DANIEL DÍAZ. ESCRITOR
OPINIÓN

Crónicas desde mi taxi: 'Nadie está a salvo de convertirse en viral'

Daniel Díaz.
Daniel Díaz.
JORGE PARÍS
Daniel Díaz.

Corren tiempos extraños. Hoy ya es posible convertir en fenómeno viral una anécdota escrita en pijama, sentado en la sillita de juguete de tu hija de dos años, con un café con leche en una mano y apenas un smartphone medio roto en la otra. Exactamente así comenzó esta historia. Los hechos se remontan a la tarde anterior, cuando mi taxi y yo fuimos testigos de un vergonzoso episodio machista en torno a un tipejo que se había negado a subir en un taxi sólo porque la taxista era mujer. Fue directo al siguiente taxi de la parada, mi taxi en este caso y, visto el agravio (“Llevo prisa; con ésta no llego ni de coña”, llegó a decirme), entonces fui yo quien se negó a llevarle. Y el siguiente taxista también se negó. Y el cuarto. Y también el quinto. De modo que el machista y sus prejuicios se marcharon caminando. A la mañana siguiente, como digo, con aquel suceso aún rondándome la cabeza, me dispuse a contarlo vía Twitter. Dividí la anécdota en tres tuits, pero sólo hizo falta uno, el primero, para desatar el ciclón que llegaría después.

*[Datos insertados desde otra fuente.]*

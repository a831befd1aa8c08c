// Copyright (c) Starcoin, Inc.
// SPDX-License-Identifier: Apache-2.0

//! Test doubles shared by the unit tests of the relayer components.

use crate::epoch_prover_client::EpochProver;
use crate::error::{RelayerError, RelayerResult};
use crate::eth_ledger_client::{CheckpointLedger, ProofSubmitter};
use crate::near_rpc_client::{BlockQueryOutcome, EndpointKind, NearRpcApi};
use crate::proving_bus::ProvingTaskBus;
use crate::types::{
    BlockId, BlockRef, Checkpoint, EpochBlockProvingResult, EpochBlockProvingTask, EpochHashes,
    ProvingTask, ResultStatus,
};
use async_trait::async_trait;
use std::collections::{BTreeSet, HashMap, HashSet, VecDeque};
use std::sync::atomic::{AtomicBool, AtomicU64, AtomicUsize, Ordering};
use std::sync::{Arc, Mutex};

pub const GENESIS_EPOCH_ID: &str = "11111111111111111111111111111111";

/// Deterministic NEAR-like chain. Block `h` has hash `H{h}`; epochs start at
/// the configured heights and follow NEAR linkage: a block's `epoch_id` is
/// the last block of epoch i-2 and its `next_epoch_id` the last block of
/// epoch i-1.
#[derive(Clone, Debug)]
pub struct SyntheticChain {
    epoch_starts: Vec<u64>,
    skipped: HashSet<u64>,
    head: u64,
}

impl SyntheticChain {
    pub fn with_epoch_starts(epoch_starts: Vec<u64>, head: u64) -> Self {
        assert!(!epoch_starts.is_empty());
        Self {
            epoch_starts,
            skipped: HashSet::new(),
            head,
        }
    }

    /// Epochs of `epoch_length` blocks starting at `first_start`, produced up
    /// to `head`.
    pub fn uniform(epoch_length: u64, first_start: u64, head: u64) -> Self {
        let starts = (0..)
            .map(|i| first_start + i * epoch_length)
            .take_while(|start| *start <= head)
            .collect();
        Self::with_epoch_starts(starts, head)
    }

    /// Marks a height as skipped by block producers.
    pub fn skip(mut self, height: u64) -> Self {
        self.skipped.insert(height);
        self
    }

    pub fn hash_at(height: u64) -> String {
        format!("H{}", height)
    }

    fn is_produced(&self, height: u64) -> bool {
        height <= self.head && height >= self.epoch_starts[0] && !self.skipped.contains(&height)
    }

    fn last_block_before(&self, height: u64) -> String {
        (self.epoch_starts[0]..height)
            .rev()
            .find(|h| self.is_produced(*h))
            .map(Self::hash_at)
            .unwrap_or_else(|| GENESIS_EPOCH_ID.to_string())
    }

    pub fn block_at(&self, height: u64) -> Option<BlockRef> {
        if !self.is_produced(height) {
            return None;
        }
        let epoch = self
            .epoch_starts
            .iter()
            .rposition(|start| *start <= height)?;
        let epoch_id = if epoch >= 1 {
            self.last_block_before(self.epoch_starts[epoch - 1])
        } else {
            GENESIS_EPOCH_ID.to_string()
        };
        Some(BlockRef {
            hash: Self::hash_at(height),
            height,
            epoch_id,
            prev_hash: self.last_block_before(height),
            next_epoch_id: self.last_block_before(self.epoch_starts[epoch]),
            timestamp: height * 1_000_000_000,
        })
    }

    pub fn block_by_hash(&self, hash: &str) -> Option<BlockRef> {
        let height = hash.strip_prefix('H')?.parse().ok()?;
        self.block_at(height)
    }
}

/// `NearRpcApi` backed by a `SyntheticChain`, with per-block overrides and a
/// log of every queried block id.
pub struct MockNearRpc {
    kind: EndpointKind,
    url: String,
    chain: Mutex<SyntheticChain>,
    outcomes: Mutex<HashMap<BlockId, RelayerResult<BlockQueryOutcome>>>,
    requested: Mutex<Vec<BlockId>>,
    latest_height_queries: AtomicUsize,
}

impl MockNearRpc {
    pub fn new(kind: EndpointKind, chain: SyntheticChain) -> Self {
        Self {
            kind,
            url: format!("http://{}.near.test", kind),
            chain: Mutex::new(chain),
            outcomes: Default::default(),
            requested: Default::default(),
            latest_height_queries: AtomicUsize::new(0),
        }
    }

    pub fn set_outcome(&self, block_id: BlockId, outcome: RelayerResult<BlockQueryOutcome>) {
        self.outcomes.lock().unwrap().insert(block_id, outcome);
    }

    pub fn requested(&self) -> Vec<BlockId> {
        self.requested.lock().unwrap().clone()
    }

    pub fn requested_heights(&self) -> Vec<u64> {
        self.requested()
            .into_iter()
            .filter_map(|id| match id {
                BlockId::Height(h) => Some(h),
                BlockId::Hash(_) => None,
            })
            .collect()
    }

    pub fn latest_height_queries(&self) -> usize {
        self.latest_height_queries.load(Ordering::SeqCst)
    }
}

#[async_trait]
impl NearRpcApi for MockNearRpc {
    fn kind(&self) -> EndpointKind {
        self.kind
    }

    fn url(&self) -> &str {
        &self.url
    }

    async fn block(&self, block_id: &BlockId) -> RelayerResult<BlockQueryOutcome> {
        self.requested.lock().unwrap().push(block_id.clone());
        if let Some(outcome) = self.outcomes.lock().unwrap().get(block_id) {
            return outcome.clone();
        }
        let chain = self.chain.lock().unwrap();
        let block = match block_id {
            BlockId::Height(height) => chain.block_at(*height),
            BlockId::Hash(hash) => chain.block_by_hash(hash),
        };
        Ok(block.map_or(BlockQueryOutcome::UnknownBlock, BlockQueryOutcome::Found))
    }

    async fn latest_block_height(&self) -> RelayerResult<u64> {
        self.latest_height_queries.fetch_add(1, Ordering::SeqCst);
        Ok(self.chain.lock().unwrap().head)
    }
}

/// In-memory ledger contract.
#[derive(Default)]
pub struct MockLedger {
    checkpoint: AtomicU64,
    epoch_hashes: Mutex<HashMap<u64, EpochHashes>>,
    commits: Mutex<Vec<Checkpoint>>,
    commit_failures: Mutex<VecDeque<RelayerError>>,
    proof_outcomes: Mutex<VecDeque<RelayerResult<()>>>,
    submitted_proofs: Mutex<Vec<(String, String)>>,
    proofed_hashes: Mutex<BTreeSet<String>>,
}

impl MockLedger {
    /// Ledger whose checkpoint is the first block of the epoch starting at
    /// `height`, linked to the block right before it.
    pub fn at_checkpoint(height: u64) -> Self {
        let ledger = Self::default();
        ledger.checkpoint.store(height, Ordering::SeqCst);
        ledger.epoch_hashes.lock().unwrap().insert(
            height,
            EpochHashes {
                previous_hash: SyntheticChain::hash_at(height.saturating_sub(1)),
                current_hash: SyntheticChain::hash_at(height),
            },
        );
        ledger
    }

    pub fn fail_next_commit(&self, err: RelayerError) {
        self.commit_failures.lock().unwrap().push_back(err);
    }

    pub fn push_proof_outcome(&self, outcome: RelayerResult<()>) {
        self.proof_outcomes.lock().unwrap().push_back(outcome);
    }

    pub fn commits(&self) -> Vec<Checkpoint> {
        self.commits.lock().unwrap().clone()
    }

    pub fn submitted_proofs(&self) -> Vec<(String, String)> {
        self.submitted_proofs.lock().unwrap().clone()
    }

    pub fn mark_proofed(&self, hash: &str) {
        self.proofed_hashes.lock().unwrap().insert(hash.to_string());
    }
}

#[async_trait]
impl CheckpointLedger for MockLedger {
    async fn read_checkpoint(&self) -> RelayerResult<u64> {
        Ok(self.checkpoint.load(Ordering::SeqCst))
    }

    async fn read_epoch_hashes(&self, height: u64) -> RelayerResult<EpochHashes> {
        self.epoch_hashes
            .lock()
            .unwrap()
            .get(&height)
            .cloned()
            .ok_or_else(|| RelayerError::LedgerError(format!("No epoch hashes at {}", height)))
    }

    async fn commit_checkpoint(
        &self,
        previous_hash: &str,
        current_hash: &str,
        height: u64,
    ) -> RelayerResult<()> {
        if let Some(err) = self.commit_failures.lock().unwrap().pop_front() {
            return Err(err);
        }
        self.epoch_hashes.lock().unwrap().insert(
            height,
            EpochHashes {
                previous_hash: previous_hash.to_string(),
                current_hash: current_hash.to_string(),
            },
        );
        self.commits.lock().unwrap().push(Checkpoint {
            height,
            previous_hash: previous_hash.to_string(),
            current_hash: current_hash.to_string(),
        });
        self.checkpoint.store(height, Ordering::SeqCst);
        Ok(())
    }
}

#[async_trait]
impl ProofSubmitter for MockLedger {
    async fn verify_and_save_proof(&self, journal: &str, proof: &str) -> RelayerResult<()> {
        self.submitted_proofs
            .lock()
            .unwrap()
            .push((journal.to_string(), proof.to_string()));
        self.proof_outcomes
            .lock()
            .unwrap()
            .pop_front()
            .unwrap_or(Ok(()))
    }

    async fn is_proofed_hash(&self, hash: &str) -> RelayerResult<bool> {
        Ok(self.proofed_hashes.lock().unwrap().contains(hash))
    }
}

/// Bus that keeps every published task in memory.
#[derive(Default)]
pub struct RecordingBus {
    published: Mutex<Vec<ProvingTask>>,
    failures: Mutex<VecDeque<RelayerError>>,
}

impl RecordingBus {
    pub fn published(&self) -> Vec<ProvingTask> {
        self.published.lock().unwrap().clone()
    }

    pub fn fail_next_publish(&self, err: RelayerError) {
        self.failures.lock().unwrap().push_back(err);
    }
}

#[async_trait]
impl ProvingTaskBus for RecordingBus {
    async fn publish(&self, task: &ProvingTask) -> RelayerResult<()> {
        if let Some(err) = self.failures.lock().unwrap().pop_front() {
            return Err(err);
        }
        self.published.lock().unwrap().push(task.clone());
        Ok(())
    }
}

/// Epoch prover that answers with scripted responses first, then with an
/// `OK` result derived from the task (`H{n}` hashes carry their height).
#[derive(Default)]
pub struct ScriptedEpochProver {
    responses: Mutex<VecDeque<RelayerResult<EpochBlockProvingResult>>>,
    received: Mutex<Vec<EpochBlockProvingTask>>,
    stalled: AtomicBool,
}

impl ScriptedEpochProver {
    /// Every following request is recorded and then never answered.
    pub fn stall(&self) {
        self.stalled.store(true, Ordering::SeqCst);
    }

    pub fn push_response(&self, response: RelayerResult<EpochBlockProvingResult>) {
        self.responses.lock().unwrap().push_back(response);
    }

    pub fn received(&self) -> Vec<EpochBlockProvingTask> {
        self.received.lock().unwrap().clone()
    }

    pub fn ok_result_for(task: &EpochBlockProvingTask) -> EpochBlockProvingResult {
        let current_block_height = task
            .current_epoch_hash
            .strip_prefix('H')
            .and_then(|h| h.parse().ok())
            .unwrap_or_default();
        EpochBlockProvingResult {
            current_block_hash: task.current_epoch_hash.clone(),
            previous_block_hash: task.prev_epoch_end_hash.clone(),
            current_block_height,
            status: ResultStatus::Ok,
        }
    }
}

#[async_trait]
impl EpochProver for ScriptedEpochProver {
    async fn prove_epoch(
        &self,
        task: &EpochBlockProvingTask,
    ) -> RelayerResult<EpochBlockProvingResult> {
        self.received.lock().unwrap().push(task.clone());
        if self.stalled.load(Ordering::SeqCst) {
            std::future::pending::<()>().await;
        }
        match self.responses.lock().unwrap().pop_front() {
            Some(response) => response,
            None => Ok(Self::ok_result_for(task)),
        }
    }
}

pub fn mock_endpoint(kind: EndpointKind, chain: SyntheticChain) -> Arc<MockNearRpc> {
    Arc::new(MockNearRpc::new(kind, chain))
}

#[cfg(test)]
mod tests {
    use super::*;

    #[test]
    fn test_synthetic_chain_linkage() {
        let chain = SyntheticChain::with_epoch_starts(vec![0, 100, 200, 300], 400);

        let first = chain.block_at(200).unwrap();
        assert_eq!(first.prev_hash, "H199");
        assert_eq!(first.next_epoch_id, "H199");
        assert_eq!(first.epoch_id, "H99");

        let last = chain.block_at(199).unwrap();
        assert_eq!(last.epoch_id, GENESIS_EPOCH_ID);
        assert_eq!(last.next_epoch_id, "H99");

        assert!(chain.block_at(401).is_none());
        assert_eq!(chain.block_by_hash("H250"), chain.block_at(250));
    }

    #[test]
    fn test_skipped_height_links_to_previous_produced() {
        let chain = SyntheticChain::with_epoch_starts(vec![0, 100], 200).skip(150);
        assert!(chain.block_at(150).is_none());
        assert_eq!(chain.block_at(151).unwrap().prev_hash, "H149");
    }
}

Antes de acabar aquel primer café ya me habían llamado dos periódicos online dispuestos a convertir la anécdota en noticia y contrastarla conmigo. En el segundo café ya se habían sumado tres medios más, que publicaron lo sucedido esta vez sin contrastar siquiera. Mientras tanto, la pólvora de Twitter seguía su curso. Retuits de periodistas, retuits de políticos, retuit al retuit del retuit. El efecto dominó parecía imparable. Una conocida revista del corazón publicó la noticia adjuntando fotos mías posando con mi mujer que sacaron de internet ("Daniel Díaz y su esposa", rezaban los pies de foto). Después llegaron las radios, varias, perdí la cuenta. Todas querían entrevistarme, hacerme un hueco en su programación de la tarde. Accedí sólo a tres, dos de ellas en directo y la otra grabada. De modo que fue posible escucharme en dos diales a la vez contando exactamente lo mismo.

Pero lo más inquietante sucedió al día siguiente, con aquellos tres tuits sumando a razón de cien nuevas menciones por minuto, cuando me llamaron de la tele. Y la tele, digámoslo suavemente, no entiende un no por respuesta. Los servicios informativos de cuatro cadenas distintas decidieron que había llegado el momento de sacar la noticia en sus respectivos telediarios. Nunca llegaré a saber cómo demonios consiguieron mi número, pero mi móvil comenzó a sonar como si de mí dependiera el botón del fin del mundo: Llamadas cada tres minutos al manos libres de mi taxi, con clientes subiendo y bajando y sorteando atascos bajo un estrés que no desearía ni al peor de mis enemigos. Querían quedar conmigo, grabar una pieza, mandarme unidades móviles aunque sólo fuera para captar la estela de mi taxi mientras yo seguía currando. Necesitaban imágenes, necesitaban mi testimonio mirando a cámara: “Mándame tu ubicación, por favor, no hay tiempo, tenemos que emitirlo o me cortan el cuello; te lo piensas y te vuelvo a llamar en cinco minutos” (llamaba en tres). Conseguí zafarme amablemente (me horroriza salir en la tele; es un trauma que viene de lejos), pero mis constantes negativas no impidieron que todas las cadenas sacaran la noticia al mismo tiempo. Y aun después de haber dejado claro que nada de tele, volvieron a llamar para invitarme al plató de otros tantos programas de actualidad. Y volví a negarme. Consiguieron arreglarlo: una de ellas reprodujo la escena de aquellos tres tuits con dibujos animados. Hubo varios debates sobre el machismo con mujeres taxistas y tertulianos de plantilla que lo mismo hablan del taxi, que mañana de Siria, que al otro de energía nuclear.

Tres días después llegó el silencio. La rueda de la información siguió su curso endiablado cual monstruo insaciable y cada día más voraz. Las redes sociales son su nuevo caldo de cultivo: Ya nadie está a salvo de convertirse en viral. Ya nadie controla el altavoz de sus palabras.